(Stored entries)
[Start of Attachment]

//! Type introspection consumed by the [`TypeMapper`](crate::mapper::TypeMapper).
//!
//! Rust has no runtime reflection, so every type that should end up in a
//! schema describes itself through the [`Reflect`] trait:
//!
//! * [`Reflect::KIND`] – the structural [`Kind`], available as a constant so
//!   container types can classify their elements without recursion.
//! * [`Reflect::shape`] – the full [`Shape`].  Leaf types use the default
//!   implementation; containers and records override it.
//!
//! Primitives, strings, the standard collections and the usual smart pointers
//! are covered out of the box.  Records are wired up with the
//! [`impl_reflect!`](crate::impl_reflect) macro:
//!
//! ```rust
//! use typeschema_core::{impl_reflect, reflect::{Reflect, Shape}};
//!
//! struct Config {
//!     host: String,
//!     port: u16,
//! }
//!
//! impl_reflect!(Config {
//!     host,
//!     port: "port,omitempty",
//! });
//!
//! let Shape::Record(record) = Config::shape() else { unreachable!() };
//! assert_eq!(record.fields().len(), 2);
//! ```
//!
//! Field shapes are stored as plain function pointers and only evaluated by
//! the mapper.  Building the shape of a self-referential record therefore
//! terminates; the mapper decides how deep it is willing to follow it.

use std::{
    borrow::Cow,
    collections::{BTreeMap, BTreeSet, HashMap, HashSet, LinkedList, VecDeque},
    rc::Rc,
    sync::Arc,
};

use crate::kind::Kind;

/// Describes the structural shape of `Self`.
pub trait Reflect {
    /// Structural kind of the type.
    const KIND: Kind;

    /// Full shape of the type.  Defaults to a leaf of [`Self::KIND`].
    fn shape() -> Shape {
        Shape::Leaf(Self::KIND)
    }
}

/// Shape of a type, one variant per mapper branch.
#[derive(Debug, Clone)]
pub enum Shape {
    /// Primitive or unrepresentable type.
    Leaf(Kind),
    /// List-like collection.  Only the element kind is known, not its shape.
    Sequence { element: Kind },
    /// Associative container.  Only the value kind is kept; keys are dropped.
    Map { value: Kind },
    /// Struct with named fields.
    Record(RecordShape),
}

impl Shape {
    pub fn kind(&self) -> Kind {
        match self {
            Shape::Leaf(kind) => *kind,
            Shape::Sequence { .. } => Kind::Sequence,
            Shape::Map { .. } => Kind::Map,
            Shape::Record(_) => Kind::Record,
        }
    }
}

/// Ordered field list of a record.
#[derive(Debug, Clone)]
pub struct RecordShape {
    name: &'static str,
    fields: Vec<FieldShape>,
}

impl RecordShape {
    /// Start an empty record description.  `name` is the Rust type name and is
    /// only used for diagnostics.
    pub fn new(name: &'static str) -> Self {
        Self {
            name,
            fields: Vec::new(),
        }
    }

    /// Append a field.  Declaration order is preserved.
    pub fn with_field(mut self, field: FieldShape) -> Self {
        self.fields.push(field);
        self
    }

    pub fn name(&self) -> &'static str {
        self.name
    }

    pub fn fields(&self) -> &[FieldShape] {
        &self.fields
    }
}

/// A single record field: its Rust name, its raw tag and a lazy shape.
#[derive(Debug, Clone)]
pub struct FieldShape {
    name: &'static str,
    tag: &'static str,
    shape: fn() -> Shape,
}

impl FieldShape {
    /// Describe a field of type `T`.  Pass `""` when the field has no tag.
    pub fn new<T>(name: &'static str, tag: &'static str) -> Self
    where
        T: Reflect + ?Sized,
    {
        Self {
            name,
            tag,
            shape: T::shape,
        }
    }

    /// Like [`Self::new`], but infers `T` from an accessor closure.
    ///
    /// This is what [`impl_reflect!`](crate::impl_reflect) expands to; it
    /// saves restating every field type next to the struct definition.
    pub fn of<S, T, F>(name: &'static str, tag: &'static str, _accessor: F) -> Self
    where
        T: Reflect + ?Sized,
        F: for<'a> Fn(&'a S) -> &'a T,
    {
        Self::new::<T>(name, tag)
    }

    pub fn name(&self) -> &'static str {
        self.name
    }

    pub fn tag(&self) -> &'static str {
        self.tag
    }

    /// Evaluate the field's shape.
    pub fn shape(&self) -> Shape {
        (self.shape)()
    }
}

/// Implement [`Reflect`] for an existing struct with named fields.
///
/// List the fields in declaration order.  A field may be followed by a tag
/// literal in the `name,opt1,opt2` format:
///
/// ```rust
/// use typeschema_core::{impl_reflect, mapper::schema_for};
///
/// struct Point {
///     x: f64,
///     y: f64,
///     label: Option<String>,
/// }
///
/// impl_reflect!(Point {
///     x,
///     y,
///     label: "label,omitempty",
/// });
///
/// let schema = schema_for::<Point>().unwrap();
/// assert_eq!(schema.required(), ["x", "y"]);
/// ```
#[macro_export]
macro_rules! impl_reflect {
    ($ty:ident { $( $field:ident $( : $tag:literal )? ),* $(,)? }) => {
        impl $crate::reflect::Reflect for $ty {
            const KIND: $crate::kind::Kind = $crate::kind::Kind::Record;

            fn shape() -> $crate::reflect::Shape {
                $crate::reflect::Shape::Record(
                    $crate::reflect::RecordShape::new(stringify!($ty))
                    $(
                        .with_field($crate::reflect::FieldShape::of(
                            stringify!($field),
                            $crate::impl_reflect!(@tag $( $tag )?),
                            |value: &$ty| &value.$field,
                        ))
                    )*
                )
            }
        }
    };
    (@tag $tag:literal) => {
        $tag
    };
    (@tag) => {
        ""
    };
}

macro_rules! impl_leaf {
    ($kind:ident => $($ty:ty),+ $(,)?) => {
        $(
            impl Reflect for $ty {
                const KIND: Kind = Kind::$kind;
            }
        )+
    };
}

impl_leaf!(Bool => bool);
impl_leaf!(I8 => i8);
impl_leaf!(I16 => i16);
impl_leaf!(I32 => i32);
impl_leaf!(I64 => i64);
impl_leaf!(I128 => i128);
impl_leaf!(Isize => isize);
impl_leaf!(U8 => u8);
impl_leaf!(U16 => u16);
impl_leaf!(U32 => u32);
impl_leaf!(U64 => u64);
impl_leaf!(U128 => u128);
impl_leaf!(Usize => usize);
impl_leaf!(F32 => f32);
impl_leaf!(F64 => f64);
impl_leaf!(Char => char);
impl_leaf!(Str => str, String);
impl_leaf!(Opaque => (), serde_json::Value);

impl<T: ?Sized> Reflect for *const T {
    const KIND: Kind = Kind::Opaque;
}

impl<T: ?Sized> Reflect for *mut T {
    const KIND: Kind = Kind::Opaque;
}

macro_rules! impl_fn_pointer {
    ($($arg:ident),*) => {
        impl<R, $($arg),*> Reflect for fn($($arg),*) -> R {
            const KIND: Kind = Kind::Opaque;
        }
    };
}

impl_fn_pointer!();
impl_fn_pointer!(A);
impl_fn_pointer!(A, B);
impl_fn_pointer!(A, B, C);

macro_rules! impl_sequence {
    ($($ty:ty),+ $(,)?) => {
        $(
            impl<T: Reflect> Reflect for $ty {
                const KIND: Kind = Kind::Sequence;

                fn shape() -> Shape {
                    Shape::Sequence { element: T::KIND }
                }
            }
        )+
    };
}

impl_sequence!(Vec<T>, VecDeque<T>, LinkedList<T>, [T], HashSet<T>, BTreeSet<T>);

impl<T: Reflect, const N: usize> Reflect for [T; N] {
    const KIND: Kind = Kind::Sequence;

    fn shape() -> Shape {
        Shape::Sequence { element: T::KIND }
    }
}

impl<K, V: Reflect, S> Reflect for HashMap<K, V, S> {
    const KIND: Kind = Kind::Map;

    fn shape() -> Shape {
        Shape::Map { value: V::KIND }
    }
}

impl<K, V: Reflect> Reflect for BTreeMap<K, V> {
    const KIND: Kind = Kind::Map;

    fn shape() -> Shape {
        Shape::Map { value: V::KIND }
    }
}

// Wrappers that serialize as their contents.  `Option` does not make a field
// optional; only the `omitempty` tag option does.
macro_rules! impl_transparent {
    ($($ty:ty),+ $(,)?) => {
        $(
            impl<T: Reflect + ?Sized> Reflect for $ty {
                const KIND: Kind = T::KIND;

                fn shape() -> Shape {
                    T::shape()
                }
            }
        )+
    };
}

impl_transparent!(&T, &mut T, Box<T>, Rc<T>, Arc<T>);

impl<T: Reflect> Reflect for Option<T> {
    const KIND: Kind = T::KIND;

    fn shape() -> Shape {
        T::shape()
    }
}

impl<T> Reflect for Cow<'_, T>
where
    T: Reflect + ToOwned + ?Sized,
{
    const KIND: Kind = T::KIND;

    fn shape() -> Shape {
        T::shape()
    }
}

#[cfg(feature = "chrono")]
mod chrono_impls {
    use super::{Kind, Reflect};

    impl<Tz: chrono::TimeZone> Reflect for chrono::DateTime<Tz> {
        const KIND: Kind = Kind::Str;
    }

    impl_leaf!(Str => chrono::NaiveDate, chrono::NaiveDateTime, chrono::NaiveTime);

    #[cfg(test)]
    mod tests {
        use serde_json::json;

        use crate::{impl_reflect, mapper::schema_for};

        #[allow(dead_code)]
        struct Booking {
            day: chrono::NaiveDate,
            starts: chrono::NaiveTime,
            created: chrono::NaiveDateTime,
        }

        impl_reflect!(Booking {
            day,
            starts,
            created: "created,omitempty",
        });

        #[test]
        fn date_times_are_strings() {
            let string = json!({ "type": "string" });

            for schema in [
                schema_for::<chrono::DateTime<chrono::Utc>>(),
                schema_for::<chrono::DateTime<chrono::FixedOffset>>(),
                schema_for::<chrono::NaiveDate>(),
            ] {
                assert_eq!(schema.unwrap().to_value().unwrap(), string);
            }
        }

        #[test]
        fn date_fields_in_records_are_strings() {
            let schema = schema_for::<Booking>().unwrap();

            assert_eq!(
                schema.to_value().unwrap(),
                json!({
                    "type": "object",
                    "properties": {
                        "day": { "type": "string" },
                        "starts": { "type": "string" },
                        "created": { "type": "string" }
                    },
                    "required": ["day", "starts"]
                })
            );
        }
    }
}

#[cfg(test)]
mod tests {
    use super::*;

    fn element_of<T: Reflect + ?Sized>() -> Option<Kind> {
        match T::shape() {
            Shape::Sequence { element } => Some(element),
            _ => None,
        }
    }

    #[test]
    fn leaves_report_their_kind() {
        assert!(matches!(<bool as Reflect>::shape(), Shape::Leaf(Kind::Bool)));
        assert!(matches!(<str as Reflect>::shape(), Shape::Leaf(Kind::Str)));
        assert!(matches!(<() as Reflect>::shape(), Shape::Leaf(Kind::Opaque)));
        assert_eq!(<*const u8 as Reflect>::KIND, Kind::Opaque);
        assert_eq!(<fn(u8) -> bool as Reflect>::KIND, Kind::Opaque);
    }

    #[test]
    fn sequences_keep_element_kind_only() {
        assert_eq!(element_of::<Vec<u8>>(), Some(Kind::U8));
        assert_eq!(element_of::<[i32]>(), Some(Kind::I32));
        assert_eq!(element_of::<[f32; 3]>(), Some(Kind::F32));
        assert_eq!(element_of::<BTreeSet<String>>(), Some(Kind::Str));
        assert_eq!(element_of::<Vec<Vec<u8>>>(), Some(Kind::Sequence));
    }

    #[test]
    fn maps_keep_value_kind_only() {
        assert!(matches!(
            <HashMap<String, i64> as Reflect>::shape(),
            Shape::Map { value: Kind::I64 }
        ));
        assert!(matches!(
            <BTreeMap<u32, Vec<String>> as Reflect>::shape(),
            Shape::Map { value: Kind::Sequence }
        ));
    }

    #[test]
    fn wrappers_are_transparent() {
        assert_eq!(<Option<u8> as Reflect>::KIND, Kind::U8);
        assert_eq!(<Box<str> as Reflect>::KIND, Kind::Str);
        assert_eq!(<Arc<Vec<u8>> as Reflect>::KIND, Kind::Sequence);
        assert_eq!(<Cow<'static, str> as Reflect>::KIND, Kind::Str);
        assert_eq!(element_of::<&Vec<u8>>(), Some(Kind::U8));
    }

    struct Sample {
        id: u64,
        name: Option<String>,
    }

    impl_reflect!(Sample {
        id,
        name: "name,omitempty",
    });

    #[test]
    fn macro_preserves_declaration_order_and_tags() {
        let Shape::Record(record) = Sample::shape() else {
            panic!("expected a record shape");
        };

        assert_eq!(record.name(), "Sample");
        let fields = record.fields();
        assert_eq!(fields.len(), 2);
        assert_eq!((fields[0].name(), fields[0].tag()), ("id", ""));
        assert_eq!((fields[1].name(), fields[1].tag()), ("name", "name,omitempty"));
        assert_eq!(fields[0].shape().kind(), Kind::U64);
        assert_eq!(fields[1].shape().kind(), Kind::Str);

        // Fields are only read through the accessor types, never at runtime.
        let sample = Sample { id: 1, name: None };
        assert_eq!((sample.id, sample.name), (1, None));
    }
}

[End of Attachment]

(TASK STATEMENT): Would you please copy every line in the data that contains the word "does"?

(RESPONSE):
// Wrappers that serialize as their contents.  `Option` does not make a field
// optional; only the `omitempty` tag option does.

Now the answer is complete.